I have just been reading a marvelous article by my colleague Lee Fennell entitled “Revealing Options.” The article will appear in the March, 2005, Harvard Law Review. It is about the legal use of mechanisms of self-valuation to deal with some vexing matters regarding the protection of subjective value.
Here is a marvelous example of the use of options to deal with a legal issue. It deals with a particular method, called the “Texas Shootout,” for dissolving partnerships:
The Texas Shootout leverages uncertainty about whether one will emerge as a buyer or seller of partnership shares into a truthful valuation statement. In a simple two-partner setting, the device would work as follows: One partner (P1) must name a price for her share of the partnership venture.
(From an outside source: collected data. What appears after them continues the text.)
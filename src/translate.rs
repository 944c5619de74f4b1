//! Pure request builders, one per provider call

use crate::model::{DbInstance, DbRole, DeletionPolicy, Tag};
use crate::provider::{
    CreateInstanceRequest, DeleteInstanceRequest, ModifyInstanceRequest, ReadReplicaRequest,
    RebootRequest, RestoreInstanceRequest, RoleRequest, TagRequest, UntagRequest,
};

pub fn create_request(model: &DbInstance, tags: &[Tag]) -> CreateInstanceRequest {
    CreateInstanceRequest {
        identifier: model.identifier.clone(),
        engine: model.engine.clone(),
        engine_version: model.engine_version.clone(),
        instance_class: model.instance_class.clone(),
        allocated_storage: model.allocated_storage,
        db_parameter_group: model.db_parameter_group.clone(),
        option_group: model.option_group.clone(),
        db_security_groups: model.db_security_groups.clone(),
        tags: tags.to_vec(),
    }
}

/// Restore request; `None` when the model names no snapshot
pub fn restore_request(model: &DbInstance, tags: &[Tag]) -> Option<RestoreInstanceRequest> {
    let snapshot_identifier = model.snapshot_identifier.clone()?;
    Some(RestoreInstanceRequest {
        identifier: model.identifier.clone(),
        snapshot_identifier,
        instance_class: model.instance_class.clone(),
        option_group: model.option_group.clone(),
        tags: tags.to_vec(),
    })
}

/// Read replica request; `None` when the model names no source
pub fn read_replica_request(model: &DbInstance, tags: &[Tag]) -> Option<ReadReplicaRequest> {
    let source_identifier = model.source_identifier.clone()?;
    Some(ReadReplicaRequest {
        identifier: model.identifier.clone(),
        source_identifier,
        instance_class: model.instance_class.clone(),
        option_group: model.option_group.clone(),
        tags: tags.to_vec(),
    })
}

pub fn modify_request(model: &DbInstance) -> ModifyInstanceRequest {
    ModifyInstanceRequest {
        identifier: model.identifier.clone(),
        engine_version: model.engine_version.clone(),
        instance_class: model.instance_class.clone(),
        allocated_storage: model.allocated_storage,
        db_parameter_group: model.db_parameter_group.clone(),
        option_group: model.option_group.clone(),
        db_security_groups: model.db_security_groups.clone(),
        apply_immediately: true,
    }
}

pub fn reboot_request(model: &DbInstance) -> RebootRequest {
    RebootRequest {
        identifier: model.identifier.clone(),
    }
}

/// Identifier of the snapshot taken before a `Snapshot` policy delete
pub fn final_snapshot_identifier(identifier: &str) -> String {
    format!("{identifier}-final-snapshot")
}

pub fn delete_request(model: &DbInstance) -> DeleteInstanceRequest {
    match model.deletion_policy {
        DeletionPolicy::Delete => DeleteInstanceRequest {
            identifier: model.identifier.clone(),
            skip_final_snapshot: true,
            final_snapshot_identifier: None,
        },
        DeletionPolicy::Snapshot => DeleteInstanceRequest {
            identifier: model.identifier.clone(),
            skip_final_snapshot: false,
            final_snapshot_identifier: Some(final_snapshot_identifier(&model.identifier)),
        },
    }
}

pub fn role_request(identifier: &str, role: &DbRole) -> RoleRequest {
    RoleRequest {
        identifier: identifier.to_string(),
        role_arn: role.role_arn.clone(),
        feature_name: role.feature_name.clone(),
    }
}

pub fn tag_request(identifier: &str, tags: &[Tag]) -> TagRequest {
    TagRequest {
        identifier: identifier.to_string(),
        tags: tags.to_vec(),
    }
}

pub fn untag_request(identifier: &str, tags: &[Tag]) -> UntagRequest {
    UntagRequest {
        identifier: identifier.to_string(),
        keys: tags.iter().map(|t| t.key.clone()).collect(),
    }
}
//! Resumable context threaded through every invocation
//!
//! The scheduler persists this value between invocations and hands it back
//! unchanged. Anything that must survive a suspension point lives here.

use crate::error::{Error, Result};
use chrono::{DateTime, TimeDelta, Utc};
use serde::de::DeserializeOwned;
use serde::{Deserialize, Serialize};
use std::collections::{BTreeMap, BTreeSet};

/// Serializable progress state of one logical operation
#[derive(Debug, Clone, Default, PartialEq, Serialize, Deserialize)]
pub struct CallbackContext {
    /// Completion flags; monotonic within one logical operation
    #[serde(default)]
    flags: BTreeSet<String>,

    /// Consecutive positive observations per probe
    #[serde(default)]
    probes: BTreeMap<String, u32>,

    /// First-seen timestamps (stabilization start times)
    #[serde(default)]
    timestamps: BTreeMap<String, DateTime<Utc>>,

    /// Number of unsuccessful polls per stabilization
    #[serde(default)]
    polls: BTreeMap<String, u32>,

    /// Child procedure state (tagging, role reconciliation, persisted responses)
    #[serde(default)]
    sub_contexts: BTreeMap<String, serde_json::Value>,
}

impl CallbackContext {
    pub fn new() -> Self {
        Self::default()
    }

    /// Check whether a completion flag is set
    pub fn is_set(&self, flag: &str) -> bool {
        self.flags.contains(flag)
    }

    /// Set a completion flag. Flags are never cleared.
    pub fn set(&mut self, flag: &str) {
        if self.flags.insert(flag.to_string()) {
            log::trace!("flag set: {flag}");
        }
    }

    /// All flags currently set, in order
    pub fn flags(&self) -> impl Iterator<Item = &str> {
        self.flags.iter().map(String::as_str)
    }

    /// Current consecutive-success count of a probe
    pub fn probe_count(&self, probe: &str) -> u32 {
        self.probes.get(probe).copied().unwrap_or(0)
    }

    pub(crate) fn set_probe_count(&mut self, probe: &str, count: u32) {
        self.probes.insert(probe.to_string(), count);
    }

    /// Record `now` under `name` unless already recorded; returns the stored value
    pub fn timestamp_once(&mut self, name: &str, now: DateTime<Utc>) -> DateTime<Utc> {
        *self.timestamps.entry(name.to_string()).or_insert(now)
    }

    pub fn timestamp(&self, name: &str) -> Option<DateTime<Utc>> {
        self.timestamps.get(name).copied()
    }

    /// Time elapsed since the timestamp recorded under `name`
    pub fn elapsed(&self, name: &str, now: DateTime<Utc>) -> Option<TimeDelta> {
        self.timestamp(name).map(|start| now - start)
    }

    /// Number of unsuccessful polls recorded for a stabilization
    pub fn poll_count(&self, name: &str) -> u32 {
        self.polls.get(name).copied().unwrap_or(0)
    }

    /// Bump the poll counter, returning the count before the bump
    pub(crate) fn next_poll(&mut self, name: &str) -> u32 {
        let count = self.polls.entry(name.to_string()).or_insert(0);
        let previous = *count;
        *count += 1;
        previous
    }

    /// Forget stabilization start times, poll counts and probe counters
    ///
    /// Completion flags and recorded responses stay, so a retry of a failed
    /// operation polls again with a fresh deadline instead of reissuing calls.
    pub fn restart_stabilizations(&mut self) {
        self.timestamps.clear();
        self.polls.clear();
        self.probes.clear();
    }

    /// Decode a named sub-context, `None` if it was never stored
    pub fn sub_context<T: DeserializeOwned>(&self, name: &str) -> Result<Option<T>> {
        self.sub_contexts
            .get(name)
            .map(|value| {
                serde_json::from_value(value.clone()).map_err(|source| Error::SubContextDecode {
                    name: name.to_string(),
                    source,
                })
            })
            .transpose()
    }

    /// Store a named sub-context, replacing any previous value
    pub fn put_sub_context<T: Serialize>(&mut self, name: &str, value: &T) -> Result<()> {
        let encoded = serde_json::to_value(value).map_err(|source| Error::SubContextEncode {
            name: name.to_string(),
            source,
        })?;
        self.sub_contexts.insert(name.to_string(), encoded);
        Ok(())
    }
}

#[cfg(test)]
mod tests {
    use super::*;

    #[derive(Debug, Default, PartialEq, Serialize, Deserialize)]
    struct Child {
        done: bool,
        items: Vec<String>,
    }

    #[test]
    fn test_flags_are_monotonic() {
        let mut ctx = CallbackContext::new();
        assert!(!ctx.is_set("create"));
        ctx.set("create");
        ctx.set("create");
        assert!(ctx.is_set("create"));
        assert_eq!(ctx.flags().collect::<Vec<_>>(), vec!["create"]);
    }

    #[test]
    fn test_timestamp_once_keeps_first_value() {
        let mut ctx = CallbackContext::new();
        let first = Utc::now();
        let later = first + TimeDelta::seconds(30);

        assert_eq!(ctx.timestamp_once("create", first), first);
        assert_eq!(ctx.timestamp_once("create", later), first);
        assert_eq!(ctx.elapsed("create", later), Some(TimeDelta::seconds(30)));
        assert_eq!(ctx.elapsed("missing", later), None);
    }

    #[test]
    fn test_restart_stabilizations_keeps_flags() {
        let mut ctx = CallbackContext::new();
        ctx.set("create.invoked");
        ctx.timestamp_once("create.stabilize", Utc::now());
        ctx.next_poll("create.stabilize");
        ctx.set_probe_count("db1.stabilized", 2);

        ctx.restart_stabilizations();

        assert!(ctx.is_set("create.invoked"));
        assert_eq!(ctx.timestamp("create.stabilize"), None);
        assert_eq!(ctx.poll_count("create.stabilize"), 0);
        assert_eq!(ctx.probe_count("db1.stabilized"), 0);
    }

    #[test]
    fn test_sub_context_roundtrip_through_json() {
        let mut ctx = CallbackContext::new();
        let child = Child {
            done: true,
            items: vec!["a".into()],
        };
        ctx.put_sub_context("child", &child).unwrap();

        let json = serde_json::to_string(&ctx).unwrap();
        let restored: CallbackContext = serde_json::from_str(&json).unwrap();

        assert_eq!(restored.sub_context::<Child>("child").unwrap(), Some(child));
        assert_eq!(restored.sub_context::<Child>("other").unwrap(), None);
    }

    #[test]
    fn test_sub_context_type_mismatch_is_an_error() {
        let mut ctx = CallbackContext::new();
        ctx.put_sub_context("child", &"not a struct").unwrap();
        assert!(ctx.sub_context::<Child>("child").is_err());
    }

    #[test]
    fn test_empty_json_deserializes_to_default() {
        let ctx: CallbackContext = serde_json::from_str("{}").unwrap();
        assert_eq!(ctx, CallbackContext::default());
    }
}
The other partner (P2) can then choose to pay P1 that price to acquire P1’s share of the venture or can instead require P1 to buy out his share (that is, P2’s share) at that same price. When P1 sets a price, she is effectively making two representations. First, she is representing that she is indifferent between keeping her own half of the venture and receiving the stated amount of money. Second, she is representing that she is indifferent between obtaining the other half of the venture at the stated price and keeping the stated amount of money. Because the two halves of the enterprise are by definition equivalent and fungible, these two representations are made simultaneously when P1 provides a valuation for her half of the venture.
That’s a neat example of the use of self-valuation techniques and the insights of game theory to discuss a real legal issue.